* **What is required**: Set down the lines of the data exactly, starting at the first and stopping after the line containing "let points = state_for_chart.evolution.get();".

─── Data records

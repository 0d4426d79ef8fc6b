//! Evolution Page
//!
//! Date-ranged view of the monthly ABC curve evolution, drawn as one line per
//! curve. Defaults to the last six months.

use chrono::{Datelike, NaiveDate};
use leptos::*;

use crate::api;
use crate::components::{EvolutionLineChart, Loading};
use crate::state::charts::{ChartInstance, ChartSlot};
use crate::state::global::GlobalState;
use crate::state::seq::FetchKind;

/// Evolution page component
#[component]
pub fn Evolution() -> impl IntoView {
    let state = use_context::<GlobalState>().expect("GlobalState not found");

    let today = chrono::Local::now().date_naive();
    let (range_start, range_end) = default_range(today);
    let (inicio, set_inicio) = create_signal(range_start.format("%Y-%m-%d").to_string());
    let (fim, set_fim) = create_signal(range_end.format("%Y-%m-%d").to_string());

    // Load the default range on mount
    let state_for_effect = state.clone();
    create_effect(move |_| {
        let state = state_for_effect.clone();
        let inicio = inicio.get_untracked();
        let fim = fim.get_untracked();
        spawn_local(async move {
            load_evolution(state, inicio, fim).await;
        });
    });

    // Bind the line chart whenever the series changes
    let state_for_chart = state.clone();
    create_effect(move |_| {
        let points = state_for_chart.evolution.get();
        let instance = ChartInstance {
            labels: points.iter().map(|p| p.mes.clone()).collect(),
            series: vec![
                points.iter().map(|p| p.curva_a as f64).collect(),
                points.iter().map(|p| p.curva_b as f64).collect(),
                points.iter().map(|p| p.curva_c as f64).collect(),
            ],
        };
        state_for_chart
            .charts
            .update(|c| c.bind(ChartSlot::EvolutionLine, instance));
    });

    // Destroy the chart instance when the page unmounts
    let state_for_cleanup = state.clone();
    on_cleanup(move || {
        state_for_cleanup
            .charts
            .update(|c| c.release(ChartSlot::EvolutionLine));
    });

    let state_for_search = state.clone();
    let search = move |_| {
        let state = state_for_search.clone();
        let inicio = inicio.get();
        let fim = fim.get();
        spawn_local(async move {
            load_evolution(state, inicio, fim).await;
        });
    };

    view! {
        <div class="space-y-6">
            <div>
                <h1 class="text-3xl font-bold">"Evolução"</h1>
                <p class="text-gray-400 mt-1">"Produtos por curva ao longo dos meses"</p>
            </div>

            // Date range controls
            <div class="flex flex-wrap items-end gap-3">
                <div>
                    <label class="block text-sm text-gray-400 mb-2">"Início"</label>
                    <input
                        type="date"
                        prop:value=move || inicio.get()
                        on:input=move |ev| set_inicio.set(event_target_value(&ev))
                        class="bg-gray-700 rounded-lg px-4 py-2
                               border border-gray-600 focus:border-amber-500 focus:outline-none"
                    />
                </div>
                <div>
                    <label class="block text-sm text-gray-400 mb-2">"Fim"</label>
                    <input
                        type="date"
                        prop:value=move || fim.get()
                        on:input=move |ev| set_fim.set(event_target_value(&ev))
                        class="bg-gray-700 rounded-lg px-4 py-2
                               border border-gray-600 focus:border-amber-500 focus:outline-none"
                    />
                </div>
                <button
                    on:click=search
                    class="px-4 py-2 bg-amber-600 hover:bg-amber-700 rounded-lg
                           font-medium transition-colors"
                >
                    "Buscar"
                </button>
            </div>

            // Chart
            <section class="bg-gray-800 rounded-xl p-6">
                <h2 class="text-xl font-semibold mb-4">"Evolução Mensal"</h2>
                {
                    let loading = state.loading;
                    move || {
                        if loading.get() {
                            view! { <Loading /> }.into_view()
                        } else {
                            view! { <EvolutionLineChart /> }.into_view()
                        }
                    }
                }
            </section>
        </div>
    }
}

/// Default window: from the first day of the month five months back to today
fn default_range(today: NaiveDate) -> (NaiveDate, NaiveDate) {
    let mut year = today.year();
    let mut month = today.month() as i32 - 5;
    if month < 1 {
        month += 12;
        year -= 1;
    }
    let start = NaiveDate::from_ymd_opt(year, month as u32, 1).unwrap_or(today);
    (start, today)
}

async fn load_evolution(state: GlobalState, inicio: String, fim: String) {
    state.loading.set(true);

    let token = state.seq.begin(FetchKind::Evolution);
    match api::fetch_evolution(&inicio, &fim).await {
        Ok(response) => {
            if state.seq.is_current(FetchKind::Evolution, token) {
                web_sys::console::log_1(
                    &format!(
                        "Evolution: {} periods from {}",
                        response.evolucao.len(),
                        response.fonte
                    )
                    .into(),
                );
                state.evolution.set(response.evolucao);
            }
        }
        Err(e) => {
            web_sys::console::error_1(&format!("Failed to fetch evolution: {}", e).into());
            if state.seq.is_current(FetchKind::Evolution, token) {
                state.show_error(&format!("Erro ao carregar evolução: {}", e));
            }
        }
    }

    state.loading.set(false);
}

#[cfg(test)]
mod tests {
    use super::*;

    fn date(y: i32, m: u32, d: u32) -> NaiveDate {
        NaiveDate::from_ymd_opt(y, m, d).unwrap()
    }

    #[test]
    fn default_range_spans_six_calendar_months() {
        let (start, end) = default_range(date(2025, 10, 7));
        assert_eq!(start, date(2025, 5, 1));
        assert_eq!(end, date(2025, 10, 7));
    }

    #[test]
    fn default_range_crosses_year_boundary() {
        let (start, _) = default_range(date(2025, 3, 15));
        assert_eq!(start, date(2024, 10, 1));

        let (start, _) = default_range(date(2026, 1, 2));
        assert_eq!(start, date(2025, 8, 1));
    }
}
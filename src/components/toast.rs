//! Toast Notification Component
//!
//! Shows success and error messages from global state.

use leptos::*;

use crate::state::global::GlobalState;

/// Toast notification container
#[component]
pub fn Toast() -> impl IntoView {
    let state = use_context::<GlobalState>().expect("GlobalState not found");

    view! {
        <div class="fixed bottom-20 right-4 z-50 space-y-2">
            // Success toast
            {move || {
                state.success.get().map(|msg| view! {
                    <ToastMessage message=msg variant=ToastVariant::Success />
                })
            }}

            // Error toast
            {move || {
                state.error.get().map(|msg| view! {
                    <ToastMessage message=msg variant=ToastVariant::Error />
                })
            }}

            // Stock alert toast
            {move || {
                state.alert.get().map(|msg| view! {
                    <ToastMessage message=msg variant=ToastVariant::Alert />
                })
            }}
        </div>
    }
}

#[derive(Clone, Copy)]
enum ToastVariant {
    Success,
    Error,
    Alert,
}

#[component]
fn ToastMessage(
    #[prop(into)]
    message: String,
    variant: ToastVariant,
) -> impl IntoView {
    let (icon, bg_class) = match variant {
        ToastVariant::Success => ("✓", "bg-green-600"),
        ToastVariant::Error => ("✕", "bg-red-600"),
        ToastVariant::Alert => ("⚠", "bg-yellow-600"),
    };

    view! {
        <div class=format!(
            "flex items-center space-x-3 {} text-white px-4 py-3 rounded-lg shadow-lg \
             transform transition-all duration-300 ease-out animate-slide-in",
            bg_class
        )>
            <span class="text-lg">{icon}</span>
            <span class="text-sm font-medium">{message}</span>
        </div>
    }
}
//! Request Sequencing
//!
//! Fetches cannot be aborted, so a slow response can outlive the interval that
//! scheduled it and arrive after a newer one already rendered. Each fetch kind
//! carries a monotonically increasing token: a response is applied only if no
//! newer request of the same kind was issued in the meantime.

use std::cell::RefCell;
use std::collections::HashMap;
use std::rc::Rc;

/// The independent fetch cycles that can overlap.
///
/// Kinds are keyed by the data a response writes, not by the endpoint: the
/// full product listing and the live feed both fill the product table, so
/// they share `Products` and supersede each other.
#[derive(Clone, Copy, Debug, PartialEq, Eq, Hash)]
pub enum FetchKind {
    Summary,
    CurveListing,
    Products,
    Evolution,
    Alerts,
}

/// Monotonic token issuer, one sequence per fetch kind.
///
/// Clones share the same counters (single-threaded WASM, so `Rc` suffices).
#[derive(Clone, Default)]
pub struct FetchSeq {
    counters: Rc<RefCell<HashMap<FetchKind, u64>>>,
}

impl FetchSeq {
    pub fn new() -> Self {
        Self::default()
    }

    /// Issue the next token for `kind`, superseding all earlier ones
    pub fn begin(&self, kind: FetchKind) -> u64 {
        let mut counters = self.counters.borrow_mut();
        let counter = counters.entry(kind).or_insert(0);
        *counter += 1;
        *counter
    }

    /// Whether `token` is still the newest request of its kind
    pub fn is_current(&self, kind: FetchKind, token: u64) -> bool {
        self.counters
            .borrow()
            .get(&kind)
            .map(|latest| *latest == token)
            .unwrap_or(false)
    }
}

#[cfg(test)]
mod tests {
    use super::*;

    #[test]
    fn tokens_increase_per_kind() {
        let seq = FetchSeq::new();
        assert_eq!(seq.begin(FetchKind::Summary), 1);
        assert_eq!(seq.begin(FetchKind::Summary), 2);
        // Other kinds have their own sequence
        assert_eq!(seq.begin(FetchKind::Products), 1);
    }

    #[test]
    fn newer_request_supersedes_older_token() {
        let seq = FetchSeq::new();
        let slow = seq.begin(FetchKind::Summary);
        let fast = seq.begin(FetchKind::Summary);

        // The fast request resolves first and is applied
        assert!(seq.is_current(FetchKind::Summary, fast));
        // The slow response arrives late and must be discarded
        assert!(!seq.is_current(FetchKind::Summary, slow));
    }

    #[test]
    fn kinds_do_not_interfere() {
        let seq = FetchSeq::new();
        let summary = seq.begin(FetchKind::Summary);
        seq.begin(FetchKind::Products);
        assert!(seq.is_current(FetchKind::Summary, summary));
    }

    #[test]
    fn clones_share_counters() {
        let seq = FetchSeq::new();
        let other = seq.clone();
        let token = seq.begin(FetchKind::Evolution);
        assert!(other.is_current(FetchKind::Evolution, token));
        other.begin(FetchKind::Evolution);
        assert!(!seq.is_current(FetchKind::Evolution, token));
    }

    #[test]
    fn unknown_token_is_never_current() {
        let seq = FetchSeq::new();
        assert!(!seq.is_current(FetchKind::Alerts, 0));
        assert!(!seq.is_current(FetchKind::Alerts, 7));
    }
}
//! App Root Component
//!
//! Main application component with routing and global providers.

use leptos::*;
use leptos_router::*;

use crate::components::{Nav, Toast};
use crate::pages::{Dashboard, Evolution, Products, Settings};
use crate::state::global::{provide_global_state, GlobalState};

/// Root application component
#[component]
pub fn App() -> impl IntoView {
    // Provide global state to all components
    provide_global_state();

    view! {
        <Router>
            <div class="min-h-screen bg-gray-900 text-white flex flex-col">
                // Navigation header
                <Nav />

                // Main content area
                <main class="flex-1 container mx-auto px-4 py-8 pb-24">
                    <Routes>
                        <Route path="/" view=Dashboard />
                        <Route path="/produtos" view=Products />
                        <Route path="/evolucao" view=Evolution />
                        <Route path="/config" view=Settings />
                        <Route path="/*any" view=NotFound />
                    </Routes>
                </main>

                // Footer with refresh status
                <Footer />

                // Toast notifications
                <Toast />
            </div>
        </Router>
    }
}

/// Footer showing data source, last update time and loading state
#[component]
fn Footer() -> impl IntoView {
    let state = use_context::<GlobalState>().expect("GlobalState not found");

    let summary = state.summary;
    let fallback = state.summary_is_fallback;
    let loading = state.loading;

    view! {
        <footer class="fixed bottom-0 left-0 right-0 bg-gray-800 border-t border-gray-700 py-3 px-4">
            <div class="container mx-auto flex items-center justify-between text-sm">
                // Data source indicator
                <div class="flex items-center space-x-2">
                    {move || {
                        if fallback.get() {
                            view! {
                                <span class="flex items-center space-x-1 text-red-400">
                                    <span class="w-2 h-2 bg-red-400 rounded-full" />
                                    <span>{move || summary.get().fonte}</span>
                                </span>
                            }.into_view()
                        } else {
                            view! {
                                <span class="flex items-center space-x-1 text-green-400">
                                    <span class="w-2 h-2 bg-green-400 rounded-full pulse" />
                                    <span>{move || summary.get().fonte}</span>
                                </span>
                            }.into_view()
                        }
                    }}
                </div>

                // Last update time (preformatted by the backend)
                <div class="text-gray-400">
                    {move || {
                        let at = summary.get().atualizacao;
                        if at.is_empty() {
                            "Sem atualização".to_string()
                        } else {
                            format!("Atualizado em {}", at)
                        }
                    }}
                </div>

                // Loading indicator
                {move || {
                    if loading.get() {
                        view! {
                            <div class="flex items-center space-x-2 text-amber-400">
                                <div class="loading-spinner w-4 h-4" />
                                <span>"Carregando..."</span>
                            </div>
                        }.into_view()
                    } else {
                        view! {}.into_view()
                    }
                }}
            </div>
        </footer>
    }
}

/// 404 Not Found page
#[component]
fn NotFound() -> impl IntoView {
    view! {
        <div class="flex flex-col items-center justify-center min-h-[60vh] text-center">
            <div class="text-6xl mb-4">"🔍"</div>
            <h1 class="text-3xl font-bold mb-2">"Página não encontrada"</h1>
            <A
                href="/"
                class="px-6 py-3 bg-amber-600 hover:bg-amber-700 rounded-lg font-medium transition-colors"
            >
                "Voltar ao Dashboard"
            </A>
        </div>
    }
}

──────

* **Response to the task**:
repository 0d4426d79ef8fc6b
//! Evolution Page
//!
//! Date-ranged view of the monthly ABC curve evolution, drawn as one line per
//! curve. Defaults to the last six months.

use chrono::{Datelike, NaiveDate};
use leptos::*;

use crate::api;
use crate::components::{EvolutionLineChart, Loading};
use crate::state::charts::{ChartInstance, ChartSlot};
use crate::state::global::GlobalState;
use crate::state::seq::FetchKind;

/// Evolution page component
#[component]
pub fn Evolution() -> impl IntoView {
    let state = use_context::<GlobalState>().expect("GlobalState not found");

    let today = chrono::Local::now().date_naive();
    let (range_start, range_end) = default_range(today);
    let (inicio, set_inicio) = create_signal(range_start.format("%Y-%m-%d").to_string());
    let (fim, set_fim) = create_signal(range_end.format("%Y-%m-%d").to_string());

    // Load the default range on mount
    let state_for_effect = state.clone();
    create_effect(move |_| {
        let state = state_for_effect.clone();
        let inicio = inicio.get_untracked();
        let fim = fim.get_untracked();
        spawn_local(async move {
            load_evolution(state, inicio, fim).await;
        });
    });

    // Bind the line chart whenever the series changes
    let state_for_chart = state.clone();
    create_effect(move |_| {
        let points = state_for_chart.evolution.get();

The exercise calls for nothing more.